Réputé comme étant un moyen de se loger à moindre frais, la colocation est en train de voir son marché se tendre sous le poids d'une offre en diminution et d'une demande solide. Selon les données du site spécialisé Appartager.com, collectées dans 7 des plus grandes villes françaises ( Paris, Marseille, Lyon, Toulouse, Nantes, Rennes, Montpellier), l'offre globale a en effet baissé de 16% en 2013 par rapport à 2012, alors que la demande est restée stable.
La faute à un marché de l'immobilier qui tourne au ralenti en cette année 2013, mais aussi à l'absence de cadre juridique dédié à la colocation. Il n'existe par exemple pas de contrat de colocation. On parle plutôt de bail avec plusieurs locataires ou cotitulaires et dans lequel ils s'engagent solidairement vis-à-vis du bailleur pour le paiement du loyer et du mobilier dégradé. En fait, "il n'y a pas de produits spécifiques de garanties ou d'assurances dédiés à la colocation", explique Antonia Piersanti, responsable France d'Appartager.com. Résultat,  les propriétaires sont confrontés à davantage d'obstacles s'ils veulent louer en colocation, ce qui peut les décourager.

Un resserrement entre demandeurs étudiants et jeunes actifs

Pour ne rien arranger, la demande de colocations devrait rester soutenue dans les prochaines années.

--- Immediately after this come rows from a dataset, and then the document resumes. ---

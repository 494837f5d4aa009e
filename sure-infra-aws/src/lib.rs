//! sure-infra AWS arguments
//!
//! Typed argument builders for the AWS resources the sure-oracle topology
//! declares. Each builder renders into the property map a declaration
//! carries; engine-assigned attributes stay deferred output references.

pub mod acm;
pub mod docker;
pub mod ec2;
pub mod ecr;
pub mod ecs;
pub mod iam;
pub mod lb;
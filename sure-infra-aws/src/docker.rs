//! Image build-and-push arguments

use std::collections::HashMap;

use sure_infra_core::resource::Value;

pub const IMAGE: &str = "docker.image";

/// Build context and build file for an image
#[derive(Debug, Clone, PartialEq)]
pub struct DockerBuild {
    pub context: String,
    pub dockerfile: String,
}

impl DockerBuild {
    fn into_value(self) -> Value {
        Value::map([
            ("context", Value::String(self.context)),
            ("dockerfile", Value::String(self.dockerfile)),
        ])
    }
}

/// Arguments for building an image and pushing it to a registry
#[derive(Debug, Clone, PartialEq)]
pub struct ImageArgs {
    pub build: DockerBuild,
    /// Target name, usually the repository URL (deferred)
    pub image_name: Value,
    /// Credential record {server, username, password} (deferred)
    pub registry: Value,
}

impl ImageArgs {
    pub fn into_properties(self) -> HashMap<String, Value> {
        let mut properties = HashMap::new();
        properties.insert("build".to_string(), self.build.into_value());
        properties.insert("image_name".to_string(), self.image_name);
        properties.insert("registry".to_string(), self.registry);
        properties
    }
}

#[cfg(test)]
mod tests {
    use super::*;

    #[test]
    fn image_properties_nest_the_build_block() {
        let properties = ImageArgs {
            build: DockerBuild {
                context: "../".to_string(),
                dockerfile: "../dockerfile.oracle".to_string(),
            },
            image_name: Value::from("repo-url"),
            registry: Value::from("credentials"),
        }
        .into_properties();

        match properties.get("build") {
            Some(Value::Map(build)) => {
                assert_eq!(build.get("context"), Some(&Value::from("../")));
                assert_eq!(
                    build.get("dockerfile"),
                    Some(&Value::from("../dockerfile.oracle"))
                );
            }
            other => panic!("unexpected build: {:?}", other),
        }
    }
}
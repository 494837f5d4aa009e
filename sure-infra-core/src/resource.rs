//! Resource - Immutable resource declarations and their property values

use std::collections::HashMap;
use std::fmt;

use crate::output::OutputRef;

/// Unique identifier for a declared resource
#[derive(Debug, Clone, PartialEq, Eq, PartialOrd, Ord, Hash)]
pub struct ResourceId {
    /// Resource type (e.g., "ec2.security_group", "ecs.service")
    pub resource_type: String,
    /// Logical name of the declaration
    pub name: String,
}

impl ResourceId {
    pub fn new(resource_type: impl Into<String>, name: impl Into<String>) -> Self {
        Self {
            resource_type: resource_type.into(),
            name: name.into(),
        }
    }
}

impl fmt::Display for ResourceId {
    fn fmt(&self, f: &mut fmt::Formatter<'_>) -> fmt::Result {
        write!(f, "{}.{}", self.resource_type, self.name)
    }
}

/// Property value of a resource declaration
#[derive(Debug, Clone, PartialEq)]
pub enum Value {
    String(String),
    Int(i64),
    Bool(bool),
    List(Vec<Value>),
    Map(HashMap<String, Value>),
    /// Reference to a deferred output value (an engine-assigned attribute
    /// or the result of a registered transformation)
    Ref(OutputRef),
}

impl Value {
    /// Build a map value from key/value pairs
    pub fn map<K: Into<String>>(entries: impl IntoIterator<Item = (K, Value)>) -> Self {
        Value::Map(entries.into_iter().map(|(k, v)| (k.into(), v)).collect())
    }

    /// Build a list value
    pub fn list(items: impl IntoIterator<Item = Value>) -> Self {
        Value::List(items.into_iter().collect())
    }

    pub fn as_str(&self) -> Option<&str> {
        match self {
            Value::String(s) => Some(s),
            _ => None,
        }
    }

    pub fn type_name(&self) -> &'static str {
        match self {
            Value::String(_) => "string",
            Value::Int(_) => "int",
            Value::Bool(_) => "bool",
            Value::List(_) => "list",
            Value::Map(_) => "map",
            Value::Ref(_) => "ref",
        }
    }

    /// Collect every output reference embedded in this value
    pub fn collect_refs(&self, out: &mut Vec<OutputRef>) {
        match self {
            Value::Ref(r) => out.push(*r),
            Value::List(items) => {
                for item in items {
                    item.collect_refs(out);
                }
            }
            Value::Map(map) => {
                for v in map.values() {
                    v.collect_refs(out);
                }
            }
            _ => {}
        }
    }
}

impl From<&str> for Value {
    fn from(s: &str) -> Self {
        Value::String(s.to_string())
    }
}

impl From<String> for Value {
    fn from(s: String) -> Self {
        Value::String(s)
    }
}

impl From<i64> for Value {
    fn from(n: i64) -> Self {
        Value::Int(n)
    }
}

impl From<bool> for Value {
    fn from(b: bool) -> Self {
        Value::Bool(b)
    }
}

impl From<OutputRef> for Value {
    fn from(r: OutputRef) -> Self {
        Value::Ref(r)
    }
}

/// A desired resource, immutable once submitted to the context
///
/// `read_only` marks data sources: existing infrastructure that is looked
/// up rather than created (default network, subnet listing, registry
/// credentials). `depends_on` records explicit ordering constraints that
/// are not implied by property references.
#[derive(Debug, Clone, PartialEq)]
pub struct ResourceDeclaration {
    pub id: ResourceId,
    pub properties: HashMap<String, Value>,
    pub read_only: bool,
    pub depends_on: Vec<ResourceId>,
}

impl ResourceDeclaration {
    pub fn new(resource_type: impl Into<String>, name: impl Into<String>) -> Self {
        Self {
            id: ResourceId::new(resource_type, name),
            properties: HashMap::new(),
            read_only: false,
            depends_on: Vec::new(),
        }
    }

    pub fn with_property(mut self, key: impl Into<String>, value: Value) -> Self {
        self.properties.insert(key.into(), value);
        self
    }

    pub fn with_read_only(mut self, read_only: bool) -> Self {
        self.read_only = read_only;
        self
    }

    pub fn with_depends_on(mut self, ids: impl IntoIterator<Item = ResourceId>) -> Self {
        self.depends_on.extend(ids);
        self
    }

    /// Returns true if this declaration is a data source (read-only)
    pub fn is_data_source(&self) -> bool {
        self.read_only
    }
}

#[cfg(test)]
mod tests {
    use super::*;

    #[test]
    fn resource_id_display() {
        let id = ResourceId::new("ecs.service", "sure-svc");
        assert_eq!(id.to_string(), "ecs.service.sure-svc");
    }

    #[test]
    fn collect_refs_walks_nested_values() {
        let r = OutputRef::for_tests(7);
        let value = Value::map([
            ("subnets", Value::list([Value::Ref(r)])),
            ("count", Value::Int(5)),
        ]);

        let mut refs = Vec::new();
        value.collect_refs(&mut refs);
        assert_eq!(refs, vec![r]);
    }

    #[test]
    fn declaration_builder() {
        let decl = ResourceDeclaration::new("ec2.vpc", "default")
            .with_property("default", Value::Bool(true))
            .with_read_only(true);

        assert!(decl.is_data_source());
        assert_eq!(decl.properties.get("default"), Some(&Value::Bool(true)));
    }
}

L'étude d'Appartager.com note notamment qu'à Paris, les étudiants, principaux occupants des collocations (48% des demandeurs en juin à Paris), voient d'autres types de profils les concurrencer. "On constate un resserrement du rapport entre demandeurs étudiants et jeunes actifs en comparaison des autres villes universitaires", indique le site Appartgaer.com.
Pour les jeunes actifs aux revenus modestes notamment, le prix du logement devient en effet inaccessible dans les zones tendues. La colocation devient pour eux le moyen idoine pour se loger à prix plus abordables et dans des conditions décentes.
Par exemple, le loyer moyen proposé à Paris par l'ensemble des offres de colocations du site Appartager.com s'élève à 540 euros par mois en 2013, contre 500 en 2012. A titre de comparaison, en fin d'année dernière, l'Agence départementale d'information pour le logement de Paris (Adil 75) a réalisé une enquête sur le logement des jeunes locataires qui a évalué le montant moyen du loyer acquitté par les locataires enquêtés à...742 euros!
Malheureusement, tout laisse à penser que l'écart de loyer entre la colocation et le reste du marché va rétrécir au regard de la structure de l'offre et la demande.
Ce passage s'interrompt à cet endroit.